Two state machines exist in the GLUE, a horizontal machine and a vertical machine. These observe the programmer-set display frequency and produce sync and blank signals appropriately. They also produce an output that indicates when pixels should appear, which is used as a trigger by the Shifter to fetch data.

The vertical state machine is the same between the ST and STE. The horizontal state machine differs, owing to the STE's support for hardware scrolling.

Outputs common to the two state machines are a pixels-enabled flag and signals to indicate blank and sync periods.

Conventionally the flags that enable pixels are called H and V for the horizontal and vertical state machines respectively, the sync signals are HSYNC and VSYNC, and both blank signals are called BLANK. BLANKs are combined with a logical OR, SYNCs with either an OR or an XOR, and H and V are joined with a logical AND into a separate output, DE (for 'Display Enabled').

Latencies apply between the actions of each state machine and the consequences of any change in their outputs.

These state machines model the hardware as observed by a programmer; they do not accurately describe its implementation.

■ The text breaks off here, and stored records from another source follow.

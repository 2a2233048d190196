use std::io::ErrorKind;
use std::path::{Path, PathBuf};

use curator_application::SessionStorage;
use curator_core::{AppError, AppResult};
use serde_json::Value;

/// Session storage backed by a JSON object on disk.
///
/// The file maps storage keys to values. String values are returned as they
/// are; any other JSON value is returned serialized, so a nested session blob
/// can be stored without escaping.
#[derive(Debug, Clone)]
pub struct FileSessionStorage {
    path: PathBuf,
}

impl FileSessionStorage {
    /// Creates storage reading from `path`.
    #[must_use]
    pub fn new(path: impl Into<PathBuf>) -> Self {
        Self { path: path.into() }
    }

    /// Returns the backing file path.
    #[must_use]
    pub fn path(&self) -> &Path {
        self.path.as_path()
    }
}

impl SessionStorage for FileSessionStorage {
    fn get_item(&self, key: &str) -> AppResult<Option<String>> {
        let contents = match std::fs::read_to_string(&self.path) {
            Ok(contents) => contents,
            Err(error) if error.kind() == ErrorKind::NotFound => return Ok(None),
            Err(error) => {
                return Err(AppError::Unavailable(format!(
                    "failed to read session file '{}': {error}",
                    self.path.display()
                )));
            }
        };

        let document: Value = serde_json::from_str(contents.as_str()).map_err(|error| {
            AppError::Validation(format!(
                "session file '{}' is not valid JSON: {error}",
                self.path.display()
            ))
        })?;

        Ok(match document.get(key) {
            None | Some(Value::Null) => None,
            Some(Value::String(value)) => Some(value.clone()),
            Some(other) => Some(other.to_string()),
        })
    }
}

#[cfg(test)]
mod tests {
    use std::path::PathBuf;

    use curator_application::{SESSION_TOKEN_KEY, SessionAccessor, SessionStorage};

    use super::FileSessionStorage;

    fn session_file(name: &str, contents: &str) -> PathBuf {
        let path = std::env::temp_dir().join(format!(
            "curator-session-{}-{name}.json",
            std::process::id()
        ));
        assert!(std::fs::write(&path, contents).is_ok());
        path
    }

    #[test]
    fn missing_file_is_an_empty_session() {
        let storage = FileSessionStorage::new("/nonexistent/curator/session.json");
        assert_eq!(storage.get_item(SESSION_TOKEN_KEY), Ok(None));
    }

    #[test]
    fn nested_blob_is_returned_serialized() {
        let path = session_file(
            "nested",
            r#"{"admin_session":{"auth":{"access_token":"nested-token"}}}"#,
        );
        let storage = FileSessionStorage::new(&path);

        let accessor = SessionAccessor::new(std::sync::Arc::new(storage.clone()));
        assert_eq!(accessor.get_token(), "nested-token");
        assert_eq!(storage.get_item(SESSION_TOKEN_KEY), Ok(None));

        let _ = std::fs::remove_file(path);
    }

    #[test]
    fn corrupt_file_reports_an_error() {
        let path = session_file("corrupt", "{not json");
        let storage = FileSessionStorage::new(&path);

        assert!(storage.get_item(SESSION_TOKEN_KEY).is_err());
        assert_eq!(SessionAccessor::new(std::sync::Arc::new(storage)).get_token(), "");

        let _ = std::fs::remove_file(path);
    }
}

This article primarily discusses the model, not the hardware.

Input Latency

Output frequency is set by the programmer using two registers — $ff820a (FREQ) and $ff8260 (RES). These are combined by the GLUE to produce a single value: current output frequency.

However, 820a (FREQ) is latched one cycle later than 8260 (RES); therefore relative to the timings given in this article the GLUE will always be using the value of FREQ that was true one cycle ago.

Vertical state machine

The table below lists the times at which certain tests are applied. If a test is passed the consequence will occur shortly afterwards.

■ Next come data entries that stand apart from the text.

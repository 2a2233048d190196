use std::sync::Arc;

use curator_core::Session;
use serde_json::Value;
use tracing::debug;

use crate::console_ports::SessionStorage;

/// Storage key holding a bare bearer token.
pub const SESSION_TOKEN_KEY: &str = "admin_token";

/// Storage key holding the JSON session blob written at login.
pub const SESSION_BLOB_KEY: &str = "admin_session";

const BLOB_TOKEN_PATHS: [&[&str]; 3] = [
    &["access_token"],
    &["token"],
    &["auth", "access_token"],
];
const BLOB_ROLE_PATHS: [&[&str]; 3] = [&["role"], &["user", "role"], &["auth", "role"]];

/// Resolves the admin session from persisted client state.
///
/// Never fails: unreadable or malformed storage resolves to "no session".
#[derive(Clone)]
pub struct SessionAccessor {
    storage: Arc<dyn SessionStorage>,
}

impl SessionAccessor {
    /// Creates an accessor over a storage port.
    #[must_use]
    pub fn new(storage: Arc<dyn SessionStorage>) -> Self {
        Self { storage }
    }

    /// Returns the bearer token, or an empty string when unauthenticated.
    ///
    /// Lookup order: bare token key, then the blob's `access_token`, `token`
    /// and `auth.access_token` fields.
    #[must_use]
    pub fn get_token(&self) -> String {
        self.bare_token()
            .or_else(|| {
                let blob = self.blob()?;
                token_from_blob(&blob)
            })
            .unwrap_or_default()
    }

    /// Returns the full session when a token is present.
    #[must_use]
    pub fn session(&self) -> Option<Session> {
        let blob = self.blob();
        let token = self
            .bare_token()
            .or_else(|| blob.as_ref().and_then(token_from_blob))?;
        let role = blob.as_ref().and_then(|blob| first_string(blob, &BLOB_ROLE_PATHS));

        Some(Session::new(token, role))
    }

    fn bare_token(&self) -> Option<String> {
        let raw = self.read(SESSION_TOKEN_KEY)?;
        let token = match serde_json::from_str::<String>(raw.as_str()) {
            Ok(unquoted) => unquoted,
            Err(_) => raw,
        };
        non_empty(token.as_str())
    }

    fn blob(&self) -> Option<Value> {
        let raw = self.read(SESSION_BLOB_KEY)?;
        match serde_json::from_str::<Value>(raw.as_str()) {
            Ok(value) => Some(value),
            Err(error) => {
                debug!(
                    key = SESSION_BLOB_KEY,
                    error = %error,
                    "ignoring unparsable session blob"
                );
                None
            }
        }
    }

    fn read(&self, key: &str) -> Option<String> {
        match self.storage.get_item(key) {
            Ok(value) => value,
            Err(error) => {
                debug!(key, error = %error, "session storage unavailable");
                None
            }
        }
    }
}

fn token_from_blob(blob: &Value) -> Option<String> {
    match blob {
        Value::String(token) => non_empty(token.as_str()),
        _ => first_string(blob, &BLOB_TOKEN_PATHS),
    }
}

fn first_string(blob: &Value, paths: &[&[&str]]) -> Option<String> {
    paths.iter().find_map(|path| {
        let value = path
            .iter()
            .try_fold(blob, |current, segment| current.get(segment))?;
        value.as_str().and_then(non_empty)
    })
}

fn non_empty(value: &str) -> Option<String> {
    let trimmed = value.trim();
    (!trimmed.is_empty()).then(|| trimmed.to_owned())
}
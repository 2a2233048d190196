//! Client-side view state for admin data tables.
//!
//! Everything here is pure: queries, results, drafts and confirmation gates
//! carry no I/O. Controllers in the application crate own and mutate them.

#![forbid(unsafe_code)]

mod binding;
mod confirmation;
mod draft;
mod field;
mod list_query;
mod list_result;
mod record;
mod resources;

pub use binding::{
    Payload, ResourceBinding, number_value, require_one_of, required_scope,
};
pub use confirmation::ConfirmationGate;
pub use draft::{DraftMode, DraftValue, MutationDraft};
pub use field::{
    LOCAL_INPUT_FORMAT, join_list, local_input_to_rfc3339, normalize_code,
    rfc3339_to_local_input, split_list,
};
pub use list_query::{DEFAULT_PAGE_SIZE, FilterKey, ListQuery, ListQueryPatch};
pub use list_result::{ListResult, clamp_page, total_pages};
pub use record::{RecordId, ResourceRecord};
pub use resources::{
    AvatarBorder, AvatarBorderBinding, Badge, BadgeBinding, GACHA_RARITIES, GachaItem,
    GachaItemBinding, REDEEM_CODE_STATUSES, RedeemCode, RedeemCodeBinding, VipPlan,
    VipPlanBinding,
};
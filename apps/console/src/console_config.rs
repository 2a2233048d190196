use std::env;
use std::path::PathBuf;

use curator_core::AppError;
use curator_domain::DEFAULT_PAGE_SIZE;
use tracing_subscriber::EnvFilter;
use url::Url;

const DEFAULT_SESSION_FILE: &str = ".curator/session.json";
const DEFAULT_HTTP_TIMEOUT_SECONDS: u64 = 15;

#[derive(Debug, Clone, PartialEq, Eq)]
pub enum BackendConfig {
    Http { api_base_url: String },
    Memory,
}

#[derive(Debug, Clone, PartialEq, Eq)]
pub struct ConsoleConfig {
    pub backend: BackendConfig,
    pub session_file: PathBuf,
    pub page_size: u32,
    pub http_timeout_seconds: u64,
}

impl ConsoleConfig {
    pub fn load() -> Result<Self, AppError> {
        Self::from_lookup(|name| env::var(name).ok())
    }

    fn from_lookup(lookup: impl Fn(&str) -> Option<String>) -> Result<Self, AppError> {
        let backend = match lookup("CURATOR_BACKEND")
            .unwrap_or_else(|| "http".to_owned())
            .trim()
        {
            "http" => BackendConfig::Http {
                api_base_url: api_base_url(&lookup)?,
            },
            "memory" => BackendConfig::Memory,
            other => {
                return Err(AppError::Validation(format!(
                    "CURATOR_BACKEND must be either 'http' or 'memory', got '{other}'"
                )));
            }
        };

        let session_file = lookup("CURATOR_SESSION_FILE")
            .map(|value| value.trim().to_owned())
            .filter(|value| !value.is_empty())
            .unwrap_or_else(|| DEFAULT_SESSION_FILE.to_owned());
        let page_size = parse_positive(&lookup, "CURATOR_PAGE_SIZE", DEFAULT_PAGE_SIZE)?;
        let http_timeout_seconds = parse_positive(
            &lookup,
            "CURATOR_HTTP_TIMEOUT_SECONDS",
            DEFAULT_HTTP_TIMEOUT_SECONDS,
        )?;

        Ok(Self {
            backend,
            session_file: PathBuf::from(session_file),
            page_size,
            http_timeout_seconds,
        })
    }
}

pub fn init_tracing() {
    let env_filter = EnvFilter::try_from_default_env().unwrap_or_else(|_| EnvFilter::new("info"));

    tracing_subscriber::fmt()
        .with_env_filter(env_filter)
        .with_target(false)
        .with_writer(std::io::stderr)
        .compact()
        .init();
}

fn api_base_url(lookup: &impl Fn(&str) -> Option<String>) -> Result<String, AppError> {
    let value = lookup("CURATOR_API_BASE_URL")
        .ok_or_else(|| AppError::Validation("CURATOR_API_BASE_URL is required".to_owned()))?;
    let trimmed = value.trim();
    Url::parse(trimmed).map_err(|error| {
        AppError::Validation(format!("invalid CURATOR_API_BASE_URL '{trimmed}': {error}"))
    })?;

    Ok(trimmed.trim_end_matches('/').to_owned())
}

fn parse_positive<T>(
    lookup: &impl Fn(&str) -> Option<String>,
    name: &str,
    default: T,
) -> Result<T, AppError>
where
    T: std::str::FromStr + PartialEq + Default,
    T::Err: std::fmt::Display,
{
    let Some(value) = lookup(name) else {
        return Ok(default);
    };

    let parsed = value.trim().parse::<T>().map_err(|error| {
        AppError::Validation(format!("invalid {name} value '{value}': {error}"))
    })?;
    if parsed == T::default() {
        return Err(AppError::Validation(format!(
            "{name} must be greater than zero"
        )));
    }

    Ok(parsed)
}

Line Cycle Test Consequence
34 502 IF(60) V = TRUE
47/63* 502 IF(50) V = TRUE
234 502 IF(60) V = FALSE
247/263* 502 IF(50) V = FALSE
258 502 IF(60) VBLANK = TRUE
308 502 IF(50) VBLANK = TRUE


  • 47/63 and 247/263 are valid for "short top border" STs — a few early models had a GLUE revision where the PAL 50Hz screen began higher up.

It's possible to avoid VBLANK at line 308, which will result in two extra full lines of graphics as well as a few pixels on line 311 until VSYNC kicks in hard at cycle ~30.

Current unknowns:

  • Number of lines that will be displayed is likely to be decided when the screen starts, just as number of cycles in a line. Untested.

Horizontal GLUE state machine

ST

This model of the horizontal state machine uses an additional internal piece of information, LINE, which is set early on in the line and used to decide its total length.

Where two consequences are listed in the table below, they will not occur simultaneously.

Cycle Test Consequence
4 IF(71) H = TRUE
24 IF(60) BLANK = FALSE
28 IF(50) BLANK = FALSE
30 Needs to be !71 in non-mono lines. Unknown.
52 IF(60) H = TRUE
54 IF(60 or 50) LINE = 508 IF 60; ELSE LINE = 512
56 IF(50) H = TRUE
164 IF(71) H = FALSE
184 IF(71) BLANK = TRUE
372 IF(60) H = FALSE
376 IF(50) H = FALSE
450 IF(!71) BLANK = TRUE
LINE-50 IF(!71) HSYNC = TRUE, H = FALSE
LINE-10 IF(!71) HSYNC = FALSE

STE

In the STE the GLUE and MMU were combined into a single circuit, the GST MCU. Several changes were made to accommodate hardware scroll support — notably including an earlier check for starting the screen in high res, causing many older border-removing demos to fail.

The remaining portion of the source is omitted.